Further details and discussion on the computation of the different parameters in
equations (3) to (5) can be found in [23, 38]. Calculation can be iterative, as
volatilisation from soil and water provides additional input to the atmosphere, hence new
depositions and so on. However, [11] showed that these feedback mass fluxes are often
not relevant for most chemicals. A discussion of the model input landscape and climate
parameters is in [24].
The main practical strength of a map algebraic approach is the possibility to replace
individual algorithms and input data for the calculation of Kdep or Koverall, simply by
modifying individual input terms in map algebra expressions, with no need for re-coding
numerical models.
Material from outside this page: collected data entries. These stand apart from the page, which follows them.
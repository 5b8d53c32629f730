// [libs/core/wire/src/codec.rs]
/*!
 * =================================================================
 * APARATO: LINE PROTOCOL CODEC (V4.4 - GOLD MASTER)
 * CLASIFICACIÓN: PROTOCOL CORE (ESTRATO L1)
 * RESPONSABILIDAD: CLASIFICACIÓN Y RENDER DEL FORMATO DE LÍNEA
 *
 * # Gramática (una línea UTF-8 por registro):
 *
 *   [<rep>] <target>:<k>=<v>\t<k>=<v>…    → DATUM
 *   [<rep>]                               → marcador vacío, Ignored
 *   [end <rep>]                           → END
 *   [progress <rep> <paso>]               → PROGRESS (paso absoluto)
 *   [error <rep>? <mensaje>]              → ERROR (réplica opcional)
 *
 * Separadores literales ':', '=' y TAB; sin quoting. El estrato
 * emisor garantiza que ni TAB ni salto de línea aparecen en valores.
 * Una línea que no encaja en ninguna forma se clasifica como ERROR.
 *
 * # Ley de ida y vuelta:
 * parse(to_wire_format(m)) == m para todo mensaje no-Ignored
 * producido por parse.
 * =================================================================
 */

use crate::message::WireMessage;
use josh_domain_models::{AttributeRow, AttributeValue, OutputDatum};

/// Clasifica una línea cruda del flujo líder↔trabajador.
pub fn parse(raw_line: &str) -> WireMessage {
    let trimmed_line = raw_line.trim();

    if trimmed_line.is_empty() || trimmed_line.starts_with('#') {
        return WireMessage::Ignored;
    }
    if !trimmed_line.starts_with('[') {
        return malformed(trimmed_line);
    }

    // ERROR: el mensaje puede contener ']', así que se sella en el último.
    if let Some(error_body) = trimmed_line.strip_prefix("[error") {
        return parse_error_body(error_body, trimmed_line);
    }

    if let Some(end_body) = strip_wrapped(trimmed_line, "[end ") {
        return match end_body.trim().parse::<u32>() {
            Ok(replicate) => WireMessage::End { replicate },
            Err(_) => malformed(trimmed_line),
        };
    }

    if let Some(progress_body) = strip_wrapped(trimmed_line, "[progress ") {
        let tokens: Vec<&str> = progress_body.split_whitespace().collect();
        if let [replicate_token, step_token] = tokens.as_slice() {
            if let (Ok(replicate), Ok(step)) =
                (replicate_token.parse::<u32>(), step_token.parse::<i64>())
            {
                return WireMessage::Progress { replicate, step };
            }
        }
        return malformed(trimmed_line);
    }

    parse_datum_or_marker(trimmed_line)
}

/// Render inverso exacto; `Ignored` no tiene forma de línea.
pub fn to_wire_format(message: &WireMessage) -> Option<String> {
    match message {
        WireMessage::Datum { replicate, datum } => {
            let rendered_pairs: Vec<String> = datum
                .attributes
                .iter()
                .map(|(attribute_name, attribute_value)| {
                    format!("{}={}", attribute_name, attribute_value.render())
                })
                .collect();
            Some(format!(
                "[{}] {}:{}",
                replicate,
                datum.target_label,
                rendered_pairs.join("\t")
            ))
        }
        WireMessage::Progress { replicate, step } => {
            Some(format!("[progress {} {}]", replicate, step))
        }
        WireMessage::End { replicate } => Some(format!("[end {}]", replicate)),
        WireMessage::Error { replicate, message } => Some(render_error(*replicate, message)),
        WireMessage::Ignored => None,
    }
}

fn render_error(replicate: Option<u32>, message: &str) -> String {
    match (replicate, message.is_empty()) {
        (Some(replicate_index), true) => format!("[error {}]", replicate_index),
        (Some(replicate_index), false) => format!("[error {} {}]", replicate_index, message),
        (None, true) => "[error]".to_string(),
        (None, false) => format!("[error {}]", message),
    }
}

/// Extrae el contenido de una forma completamente encorchetada.
fn strip_wrapped<'line>(trimmed_line: &'line str, opening_prefix: &str) -> Option<&'line str> {
    trimmed_line.strip_prefix(opening_prefix)?.strip_suffix(']')
}

fn parse_error_body(error_body: &str, trimmed_line: &str) -> WireMessage {
    let Some(sealed_body) = error_body.strip_suffix(']') else {
        return malformed(trimmed_line);
    };
    let sealed_body = sealed_body.trim();

    if sealed_body.is_empty() {
        return WireMessage::Error {
            replicate: None,
            message: String::new(),
        };
    }

    // Primer token numérico → índice de réplica; el resto es mensaje.
    let (first_token, remaining_message) = match sealed_body.split_once(' ') {
        Some((first_token, remaining_message)) => (first_token, remaining_message.trim_start()),
        None => (sealed_body, ""),
    };

    match first_token.parse::<u32>() {
        Ok(replicate_index) => WireMessage::Error {
            replicate: Some(replicate_index),
            message: remaining_message.to_string(),
        },
        Err(_) => WireMessage::Error {
            replicate: None,
            message: sealed_body.to_string(),
        },
    }
}

fn parse_datum_or_marker(trimmed_line: &str) -> WireMessage {
    let Some(closing_index) = trimmed_line.find(']') else {
        return malformed(trimmed_line);
    };

    let bracket_token = trimmed_line[1..closing_index].trim();
    let Ok(replicate) = bracket_token.parse::<u32>() else {
        return malformed(trimmed_line);
    };

    let payload_remainder = trimmed_line[closing_index + 1..].trim_start();
    if payload_remainder.is_empty() {
        // Marcador de réplica vacío: benigno.
        return WireMessage::Ignored;
    }

    let Some((target_label, attribute_tail)) = payload_remainder.split_once(':') else {
        return malformed(trimmed_line);
    };
    if target_label.is_empty() || target_label.contains(char::is_whitespace) {
        return malformed(trimmed_line);
    }

    let mut attribute_row = AttributeRow::new();
    if !attribute_tail.is_empty() {
        for attribute_pair in attribute_tail.split('\t') {
            let Some((attribute_name, raw_value)) = attribute_pair.split_once('=') else {
                return malformed(trimmed_line);
            };
            if attribute_name.is_empty() {
                return malformed(trimmed_line);
            }
            attribute_row.insert(attribute_name.to_string(), AttributeValue::classify(raw_value));
        }
    }

    WireMessage::Datum {
        replicate,
        datum: OutputDatum::new(target_label, attribute_row),
    }
}

fn malformed(trimmed_line: &str) -> WireMessage {
    WireMessage::Error {
        replicate: None,
        message: format!("MALFORMED_LINE: {}", trimmed_line),
    }
}
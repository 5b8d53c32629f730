// [apps/cli/src/commands/run.rs]
/*!
 * =================================================================
 * APARATO: BATCH RUN COMMAND (V4.5 - GOLD MASTER)
 * CLASIFICACIÓN: APPLICATION LAYER (ESTRATO L4)
 * RESPONSABILIDAD: ENSAMBLADO DE PETICIÓN Y CONDUCCIÓN DEL LOTE
 *
 * VISION HIPER-HOLÍSTICA:
 * 1. FAIL BEFORE THE WIRE: Toda validación de entrada (programa,
 *    etiquetas, vinculaciones, endpoint, clave de API) ocurre antes
 *    de emitir un solo byte de red.
 * 2. FRESH PER JOB: Cada trabajo del plan recibe su propio directorio
 *    de exportación, sumideros frescos y barra de progreso propia.
 * =================================================================
 */

use crate::exit::{classify_program_io_fault, CliFault};
use clap::Args;
use indicatif::{ProgressBar, ProgressStyle};
use josh_domain_models::{
    CustomTagSet, ExternalDataSet, Job, SimulationRequest, VariationGroup,
};
use josh_domain_planner::{expand_job_plan, parse_data_binding};
use josh_domain_source::{find_simulation, step_bounds, validate_program, StepBounds};
use josh_infra_dispatch::{
    normalize_endpoint, preflight_api_key, run_batch, BatchRunConfig, CancelSignal,
    HttpTransportConfig, HttpWorkerTransport, JobEnvironment, JobExecutionReport,
    ProgressListener, ProgressUpdate, PUBLIC_CLOUD_ENDPOINT,
};
use josh_infra_exports::{CsvDirectoryProvider, ExportSinkProvider};
use std::collections::BTreeMap;
use std::path::PathBuf;
use std::sync::Arc;
use tracing::{info, warn};

/// Directivas comunes de ejecución de lotes.
#[derive(Args, Debug)]
pub struct ExecutionArguments {
    /// Ruta al programa de simulación (.josh).
    pub program_file: PathBuf,

    /// Nombre de la simulación a ejecutar.
    pub simulation_name: String,

    /// Endpoint del clúster de ejecución.
    #[arg(long, env = "JOSH_ENDPOINT", default_value = PUBLIC_CLOUD_ENDPOINT)]
    pub endpoint: String,

    /// Clave de API del endpoint.
    #[arg(long = "api-key", env = "JOSH_API_KEY")]
    pub api_key: Option<String>,

    /// Vinculación 'nombre=ruta'; ';' separa candidatos de un grupo de
    /// variación (repetible, un grupo por flag).
    #[arg(long = "data", value_name = "NAME=PATH[;NAME=PATH…]")]
    pub data_bindings: Vec<String>,

    /// Réplicas por trabajo del lote.
    #[arg(long, default_value_t = 1)]
    pub replicates: u32,

    /// Cota K de trabajadores simultáneos en modo líder local.
    #[arg(long = "concurrent-workers", default_value_t = 4)]
    pub concurrent_workers: usize,

    /// Delegar la coordinación de réplicas al líder remoto.
    #[arg(long = "remote-leader", default_value_t = false)]
    pub remote_leader: bool,

    /// Preferir aritmética float64 sobre decimales de alta precisión.
    #[arg(long = "use-float-64", default_value_t = false)]
    pub use_float_64: bool,

    /// Etiqueta personalizada 'nombre=valor' (repetible). Nombres
    /// reservados: replicate, step, variable.
    #[arg(long = "custom-tag", value_name = "NAME=VALUE")]
    pub custom_tags: Vec<String>,

    /// Directorio raíz de las exportaciones CSV.
    #[arg(long = "output-directory", default_value = "josh_output")]
    pub output_directory: PathBuf,
}

/// Petición sellada más el plan de trabajos, listos para conducir.
#[derive(Debug)]
pub struct AssembledBatch {
    pub template_request: SimulationRequest,
    pub planned_jobs: Vec<Job>,
    pub step_bounds: StepBounds,
    pub custom_tag_pairs: Vec<(String, String)>,
}

/// Valida las directivas y ensambla el lote sin tocar la red.
pub fn assemble_batch(arguments: &ExecutionArguments) -> Result<AssembledBatch, CliFault> {
    // 1. CARGA Y VALIDACIÓN ESTRUCTURAL DEL PROGRAMA
    let program_code = std::fs::read_to_string(&arguments.program_file)
        .map_err(|io_fault| classify_program_io_fault(&arguments.program_file, io_fault))?;
    validate_program(&program_code)?;
    let simulation_block = find_simulation(&program_code, &arguments.simulation_name)?;

    let resolved_bounds = step_bounds(&simulation_block.block_body).unwrap_or(StepBounds {
        low_step: 0,
        high_step: 0,
    });

    // 2. ETIQUETAS PERSONALIZADAS (nombres reservados vetados)
    let custom_tag_pairs = arguments
        .custom_tags
        .iter()
        .map(|raw_tag| {
            raw_tag
                .split_once('=')
                .map(|(tag_name, tag_value)| (tag_name.trim().to_string(), tag_value.to_string()))
                .ok_or_else(|| {
                    CliFault::Input(format!("custom tag '{}' must be NAME=VALUE", raw_tag))
                })
        })
        .collect::<Result<Vec<_>, _>>()?;
    let custom_tag_set = CustomTagSet::try_from_pairs(custom_tag_pairs.clone())?;

    // 3. EJES DE VARIACIÓN Y PLAN DE TRABAJOS
    let variation_groups: Vec<VariationGroup> = arguments
        .data_bindings
        .iter()
        .map(|raw_binding| parse_data_binding(raw_binding))
        .collect::<Result<_, _>>()?;
    let planned_jobs = expand_job_plan(
        &BTreeMap::new(),
        &variation_groups,
        arguments.replicates,
        &custom_tag_set,
    )?;

    // 4. PETICIÓN TEMPLATE SELLADA
    let template_request = SimulationRequest::new(
        program_code,
        arguments.simulation_name.clone(),
        arguments.replicates,
        !arguments.use_float_64,
        arguments.endpoint.clone(),
        arguments.api_key.clone(),
        ExternalDataSet::new(),
        custom_tag_set,
    )?;

    Ok(AssembledBatch {
        template_request,
        planned_jobs,
        step_bounds: resolved_bounds,
        custom_tag_pairs,
    })
}

/// Ambiente de trabajo del operador: CSV por trabajo y barra de
/// progreso indicatif con alcance de un solo trabajo.
struct OperatorJobEnvironment {
    output_directory: PathBuf,
    simulation_name: String,
    custom_tag_pairs: Vec<(String, String)>,
    total_jobs: usize,
}

impl JobEnvironment for OperatorJobEnvironment {
    fn sink_provider(&self, job_position: usize, _job: &Job) -> Box<dyn ExportSinkProvider> {
        // Varios trabajos no deben pisarse los archivos: subdirectorio
        // por posición cuando el plan tiene más de un trabajo.
        let job_directory = if self.total_jobs > 1 {
            self.output_directory.join(format!("job_{:03}", job_position))
        } else {
            self.output_directory.clone()
        };
        Box::new(CsvDirectoryProvider::new(
            job_directory,
            self.simulation_name.clone(),
            self.custom_tag_pairs.clone(),
        ))
    }

    fn progress_listener(&self, job_position: usize) -> Box<dyn ProgressListener> {
        Box::new(OperatorProgressBar::new(job_position + 1, self.total_jobs))
    }
}

/// Barra de progreso del operador sobre indicatif.
struct OperatorProgressBar {
    progress_bar: ProgressBar,
}

impl OperatorProgressBar {
    fn new(job_ordinal: usize, total_jobs: usize) -> Self {
        let progress_bar = ProgressBar::new(100);
        progress_bar.set_style(
            ProgressStyle::with_template(
                "{prefix} [{bar:36}] {pos:>3}% · {msg}",
            )
            .unwrap_or_else(|_| ProgressStyle::default_bar()),
        );
        progress_bar.set_prefix(format!("job {}/{}", job_ordinal, total_jobs));
        Self { progress_bar }
    }
}

impl ProgressListener for OperatorProgressBar {
    fn on_progress(&self, update: &ProgressUpdate) {
        self.progress_bar.set_position(update.percent_complete as u64);
        self.progress_bar.set_message(format!(
            "{}/{} replicates",
            update.replicates_completed, update.total_replicates
        ));
        if update.percent_complete >= 100
            && update.replicates_completed >= update.total_replicates
        {
            self.progress_bar.finish_with_message("complete");
        }
    }
}

/// Ejecuta el lote completo. `force_remote_leader` fija la estrategia
/// de delegación sin importar el flag (subcomando runRemote).
pub async fn execute(
    arguments: &ExecutionArguments,
    force_remote_leader: bool,
) -> Result<Vec<JobExecutionReport>, CliFault> {
    let assembled_batch = assemble_batch(arguments)?;

    // 5. NORMALIZACIÓN DE ENDPOINT Y ANTESALA DE AUTENTICACIÓN
    let endpoint_plan = normalize_endpoint(&arguments.endpoint)?;
    preflight_api_key(&endpoint_plan, arguments.api_key.as_deref())?;

    let transport = Arc::new(HttpWorkerTransport::new(
        endpoint_plan,
        HttpTransportConfig::default(),
    )?);

    // 6. SEÑAL DE TERMINACIÓN ORDENADA (Ctrl-C)
    let cancel_signal = CancelSignal::new();
    let signal_reference = cancel_signal.clone();
    tokio::spawn(async move {
        if tokio::signal::ctrl_c().await.is_ok() {
            warn!("⚠️ [SIGNAL]: Termination requested by host. Cancelling dispatch…");
            signal_reference.trigger();
        }
    });

    let environment = OperatorJobEnvironment {
        output_directory: arguments.output_directory.clone(),
        simulation_name: arguments.simulation_name.clone(),
        custom_tag_pairs: assembled_batch.custom_tag_pairs.clone(),
        total_jobs: assembled_batch.planned_jobs.len(),
    };

    let batch_config = BatchRunConfig {
        use_remote_leader: force_remote_leader || arguments.remote_leader,
        concurrent_workers: arguments.concurrent_workers,
        low_step: assembled_batch.step_bounds.low_step,
        steps_per_replicate: assembled_batch.step_bounds.total_steps(),
    };

    info!(
        "🚀 [RUN]: '{}': {} job(s) × {} replicate(s), strategy: {}",
        arguments.simulation_name,
        assembled_batch.planned_jobs.len(),
        arguments.replicates,
        if batch_config.use_remote_leader { "offload-leader" } else { "local-leader" }
    );

    let execution_reports = run_batch(
        &assembled_batch.template_request,
        &assembled_batch.planned_jobs,
        transport,
        &environment,
        &batch_config,
        &cancel_signal,
    )
    .await?;

    for execution_report in &execution_reports {
        let replicate_count = execution_report.replicate_results.len();
        let record_volume: usize = execution_report
            .replicate_results
            .iter()
            .map(|replicate_result| {
                replicate_result.simulation_records.len()
                    + replicate_result.patch_records.len()
                    + replicate_result.entity_records.len()
            })
            .sum();
        info!(
            "📊 [SUMMARY]: Job {}: {} replicates, {} records",
            execution_report.job_position, replicate_count, record_volume
        );
    }

    Ok(execution_reports)
}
Moreover, input of individual model parameters is in the form of
maps, which allows quick visual data control.
Model implementation and benchmarking
The equations above described can be easily implemented in any GIS software. The
model has been named Multimedia Assessment of Pollutant Pathways in Europe or
MAPPE, the Italian word to denote maps. Model assumptions, algorithms and a software
developed to run the model in the popular ArcGIS software are presented in [23, 37].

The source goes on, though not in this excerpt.